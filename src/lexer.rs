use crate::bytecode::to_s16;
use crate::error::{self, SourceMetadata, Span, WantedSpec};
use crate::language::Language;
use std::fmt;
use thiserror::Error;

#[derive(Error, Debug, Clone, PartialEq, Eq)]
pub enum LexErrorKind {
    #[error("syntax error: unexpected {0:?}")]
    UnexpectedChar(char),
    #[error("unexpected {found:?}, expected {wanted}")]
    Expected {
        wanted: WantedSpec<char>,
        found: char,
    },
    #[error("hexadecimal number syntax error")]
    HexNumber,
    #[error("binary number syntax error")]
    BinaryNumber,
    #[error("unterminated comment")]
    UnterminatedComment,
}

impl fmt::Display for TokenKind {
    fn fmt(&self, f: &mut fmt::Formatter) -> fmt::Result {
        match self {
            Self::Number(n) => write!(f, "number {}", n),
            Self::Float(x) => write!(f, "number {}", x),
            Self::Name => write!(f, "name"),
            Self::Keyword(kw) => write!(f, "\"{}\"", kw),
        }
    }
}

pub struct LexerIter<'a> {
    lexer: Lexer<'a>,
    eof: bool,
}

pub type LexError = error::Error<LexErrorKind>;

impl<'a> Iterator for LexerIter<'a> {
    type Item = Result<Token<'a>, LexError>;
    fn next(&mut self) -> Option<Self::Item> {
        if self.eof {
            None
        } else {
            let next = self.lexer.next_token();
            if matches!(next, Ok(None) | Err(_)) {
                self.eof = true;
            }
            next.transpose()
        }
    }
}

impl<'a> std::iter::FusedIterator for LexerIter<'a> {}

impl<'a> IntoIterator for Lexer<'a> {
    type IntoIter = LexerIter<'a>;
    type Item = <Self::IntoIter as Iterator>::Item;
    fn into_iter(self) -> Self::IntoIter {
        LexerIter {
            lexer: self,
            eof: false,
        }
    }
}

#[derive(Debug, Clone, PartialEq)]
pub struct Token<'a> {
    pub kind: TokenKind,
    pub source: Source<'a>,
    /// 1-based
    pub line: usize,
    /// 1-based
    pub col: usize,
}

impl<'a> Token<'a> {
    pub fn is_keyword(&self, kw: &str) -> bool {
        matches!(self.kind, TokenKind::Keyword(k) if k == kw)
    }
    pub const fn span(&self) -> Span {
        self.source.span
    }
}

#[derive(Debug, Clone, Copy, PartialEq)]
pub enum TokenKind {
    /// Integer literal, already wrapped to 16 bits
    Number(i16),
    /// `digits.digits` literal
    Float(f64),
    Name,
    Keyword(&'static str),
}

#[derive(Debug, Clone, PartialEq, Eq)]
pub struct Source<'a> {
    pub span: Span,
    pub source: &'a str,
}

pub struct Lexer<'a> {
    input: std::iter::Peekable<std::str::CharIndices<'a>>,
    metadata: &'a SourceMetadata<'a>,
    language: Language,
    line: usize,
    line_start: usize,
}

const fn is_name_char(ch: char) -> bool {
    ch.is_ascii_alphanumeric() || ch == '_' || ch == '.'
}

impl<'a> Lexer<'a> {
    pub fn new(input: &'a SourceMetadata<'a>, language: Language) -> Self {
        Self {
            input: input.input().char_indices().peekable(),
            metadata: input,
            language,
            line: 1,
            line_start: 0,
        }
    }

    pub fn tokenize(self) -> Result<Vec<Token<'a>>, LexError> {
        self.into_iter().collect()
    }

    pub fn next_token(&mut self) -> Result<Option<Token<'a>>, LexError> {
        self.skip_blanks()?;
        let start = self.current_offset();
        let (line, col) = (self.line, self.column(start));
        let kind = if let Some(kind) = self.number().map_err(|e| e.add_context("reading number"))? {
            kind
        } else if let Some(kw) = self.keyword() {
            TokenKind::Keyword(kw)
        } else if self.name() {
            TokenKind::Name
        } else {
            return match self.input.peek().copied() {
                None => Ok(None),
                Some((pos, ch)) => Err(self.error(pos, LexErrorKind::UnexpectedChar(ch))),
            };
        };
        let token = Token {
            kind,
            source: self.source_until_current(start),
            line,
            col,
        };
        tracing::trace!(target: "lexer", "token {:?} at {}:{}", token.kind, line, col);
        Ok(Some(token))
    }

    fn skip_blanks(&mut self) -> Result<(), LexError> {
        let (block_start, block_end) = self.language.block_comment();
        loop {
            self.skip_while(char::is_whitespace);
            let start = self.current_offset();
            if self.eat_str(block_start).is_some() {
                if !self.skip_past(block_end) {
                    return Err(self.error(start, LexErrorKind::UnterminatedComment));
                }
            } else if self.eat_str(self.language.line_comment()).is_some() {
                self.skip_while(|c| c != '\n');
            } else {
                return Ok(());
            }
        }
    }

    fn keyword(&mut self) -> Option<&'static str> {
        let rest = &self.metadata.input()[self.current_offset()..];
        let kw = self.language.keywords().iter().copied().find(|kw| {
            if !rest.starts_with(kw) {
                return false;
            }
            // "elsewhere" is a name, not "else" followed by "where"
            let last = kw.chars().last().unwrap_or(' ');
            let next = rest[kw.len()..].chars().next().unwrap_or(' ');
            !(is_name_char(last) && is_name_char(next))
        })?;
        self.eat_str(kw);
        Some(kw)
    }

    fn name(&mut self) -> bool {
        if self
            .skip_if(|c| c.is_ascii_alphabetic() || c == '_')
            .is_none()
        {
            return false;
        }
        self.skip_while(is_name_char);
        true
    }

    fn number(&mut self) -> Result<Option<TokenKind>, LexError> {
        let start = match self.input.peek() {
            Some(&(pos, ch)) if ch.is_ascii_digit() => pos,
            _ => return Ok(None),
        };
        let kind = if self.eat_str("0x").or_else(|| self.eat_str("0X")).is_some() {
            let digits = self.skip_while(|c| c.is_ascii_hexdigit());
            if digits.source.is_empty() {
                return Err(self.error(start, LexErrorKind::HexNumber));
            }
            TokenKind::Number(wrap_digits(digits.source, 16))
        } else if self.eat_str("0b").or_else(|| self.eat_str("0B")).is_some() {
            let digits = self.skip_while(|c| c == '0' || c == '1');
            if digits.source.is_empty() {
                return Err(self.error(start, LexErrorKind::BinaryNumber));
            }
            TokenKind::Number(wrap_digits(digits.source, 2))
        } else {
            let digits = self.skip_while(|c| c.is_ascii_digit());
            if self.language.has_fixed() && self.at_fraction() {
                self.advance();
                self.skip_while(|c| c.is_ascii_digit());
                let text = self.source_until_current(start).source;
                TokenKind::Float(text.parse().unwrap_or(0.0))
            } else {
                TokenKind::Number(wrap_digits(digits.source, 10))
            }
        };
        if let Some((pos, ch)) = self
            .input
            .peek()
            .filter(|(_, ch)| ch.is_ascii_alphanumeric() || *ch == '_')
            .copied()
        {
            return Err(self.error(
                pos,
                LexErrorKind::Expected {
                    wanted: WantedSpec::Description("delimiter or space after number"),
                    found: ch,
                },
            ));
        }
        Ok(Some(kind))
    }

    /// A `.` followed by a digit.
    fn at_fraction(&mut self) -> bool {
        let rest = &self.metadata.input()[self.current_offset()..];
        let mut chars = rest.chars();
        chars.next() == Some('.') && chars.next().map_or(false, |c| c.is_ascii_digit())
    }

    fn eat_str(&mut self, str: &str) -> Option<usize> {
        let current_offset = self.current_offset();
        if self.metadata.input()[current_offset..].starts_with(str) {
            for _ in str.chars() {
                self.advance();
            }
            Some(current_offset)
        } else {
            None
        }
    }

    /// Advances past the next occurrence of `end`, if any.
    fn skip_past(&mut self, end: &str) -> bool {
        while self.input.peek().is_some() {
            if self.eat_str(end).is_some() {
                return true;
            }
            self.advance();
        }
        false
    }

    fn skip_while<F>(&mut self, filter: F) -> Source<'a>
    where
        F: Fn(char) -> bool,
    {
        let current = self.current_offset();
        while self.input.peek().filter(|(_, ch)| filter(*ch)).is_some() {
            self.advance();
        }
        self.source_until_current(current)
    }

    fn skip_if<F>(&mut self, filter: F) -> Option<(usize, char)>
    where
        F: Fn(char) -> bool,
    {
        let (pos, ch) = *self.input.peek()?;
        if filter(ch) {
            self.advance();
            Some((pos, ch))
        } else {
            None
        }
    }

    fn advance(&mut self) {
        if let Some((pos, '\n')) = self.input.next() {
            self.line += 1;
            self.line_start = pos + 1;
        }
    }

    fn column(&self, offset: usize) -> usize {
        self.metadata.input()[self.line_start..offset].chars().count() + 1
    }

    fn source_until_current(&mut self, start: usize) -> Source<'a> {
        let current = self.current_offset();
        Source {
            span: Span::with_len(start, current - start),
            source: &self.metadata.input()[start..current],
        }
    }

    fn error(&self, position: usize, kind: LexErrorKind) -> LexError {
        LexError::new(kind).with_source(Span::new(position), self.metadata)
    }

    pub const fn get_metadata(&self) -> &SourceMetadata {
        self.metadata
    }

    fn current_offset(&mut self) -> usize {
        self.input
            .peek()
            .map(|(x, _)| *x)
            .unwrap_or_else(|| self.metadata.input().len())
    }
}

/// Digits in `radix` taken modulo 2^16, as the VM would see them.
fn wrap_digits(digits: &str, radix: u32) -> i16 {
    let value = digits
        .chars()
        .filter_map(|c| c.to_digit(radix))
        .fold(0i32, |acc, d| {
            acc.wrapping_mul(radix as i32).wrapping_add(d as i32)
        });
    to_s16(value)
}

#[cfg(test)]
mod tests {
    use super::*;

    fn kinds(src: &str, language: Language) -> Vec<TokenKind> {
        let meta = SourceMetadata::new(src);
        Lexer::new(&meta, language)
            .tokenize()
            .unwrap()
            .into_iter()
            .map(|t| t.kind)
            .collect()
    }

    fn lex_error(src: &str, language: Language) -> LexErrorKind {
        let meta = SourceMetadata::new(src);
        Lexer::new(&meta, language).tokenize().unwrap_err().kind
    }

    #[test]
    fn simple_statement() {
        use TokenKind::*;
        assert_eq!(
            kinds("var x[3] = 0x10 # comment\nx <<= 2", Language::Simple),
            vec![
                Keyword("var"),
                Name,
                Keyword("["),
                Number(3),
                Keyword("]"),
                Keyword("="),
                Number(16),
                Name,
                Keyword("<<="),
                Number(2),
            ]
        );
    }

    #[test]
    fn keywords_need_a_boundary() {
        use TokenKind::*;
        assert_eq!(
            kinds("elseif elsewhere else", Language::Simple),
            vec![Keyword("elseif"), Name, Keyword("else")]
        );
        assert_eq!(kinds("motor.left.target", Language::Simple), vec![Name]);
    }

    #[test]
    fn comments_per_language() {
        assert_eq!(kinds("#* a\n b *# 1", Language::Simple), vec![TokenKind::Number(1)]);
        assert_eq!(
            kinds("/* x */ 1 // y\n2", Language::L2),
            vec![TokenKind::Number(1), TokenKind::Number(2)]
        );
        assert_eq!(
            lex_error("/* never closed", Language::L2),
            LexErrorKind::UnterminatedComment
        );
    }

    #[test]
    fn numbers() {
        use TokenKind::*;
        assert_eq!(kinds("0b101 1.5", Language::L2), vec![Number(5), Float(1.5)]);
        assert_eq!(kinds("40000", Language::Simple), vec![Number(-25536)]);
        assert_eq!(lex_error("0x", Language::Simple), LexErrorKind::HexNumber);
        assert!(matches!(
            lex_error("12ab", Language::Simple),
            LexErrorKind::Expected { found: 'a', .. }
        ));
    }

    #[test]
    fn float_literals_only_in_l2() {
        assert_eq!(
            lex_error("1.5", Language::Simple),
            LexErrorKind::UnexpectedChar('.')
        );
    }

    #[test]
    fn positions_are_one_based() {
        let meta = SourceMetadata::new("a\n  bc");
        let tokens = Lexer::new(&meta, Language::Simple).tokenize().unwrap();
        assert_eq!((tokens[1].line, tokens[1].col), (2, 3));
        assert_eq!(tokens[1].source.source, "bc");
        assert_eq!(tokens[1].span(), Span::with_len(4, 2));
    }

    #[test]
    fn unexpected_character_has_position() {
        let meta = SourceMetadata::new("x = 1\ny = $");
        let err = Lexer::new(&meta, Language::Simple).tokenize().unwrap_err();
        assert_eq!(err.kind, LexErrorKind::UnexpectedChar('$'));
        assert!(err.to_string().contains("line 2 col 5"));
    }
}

• _What you have to do_
Please transcribe exactly the lines above from the line that has "Ok(Some(kind))" up to and including the line that has "fn skip_past(&mut self, end: &str)"; no other line belongs in the answer.

• _Problem solution_
        Ok(Some(kind))
    }

    /// A `.` followed by a digit.
    fn at_fraction(&mut self) -> bool {
        let rest = &self.metadata.input()[self.current_offset()..];
        let mut chars = rest.chars();
        chars.next() == Some('.') && chars.next().map_or(false, |c| c.is_ascii_digit())
    }

    fn eat_str(&mut self, str: &str) -> Option<usize> {
        let current_offset = self.current_offset();
        if self.metadata.input()[current_offset..].starts_with(str) {
            for _ in str.chars() {
                self.advance();
            }
            Some(current_offset)
        } else {
            None
        }
    }

    /// Advances past the next occurrence of `end`, if any.
    fn skip_past(&mut self, end: &str) -> bool {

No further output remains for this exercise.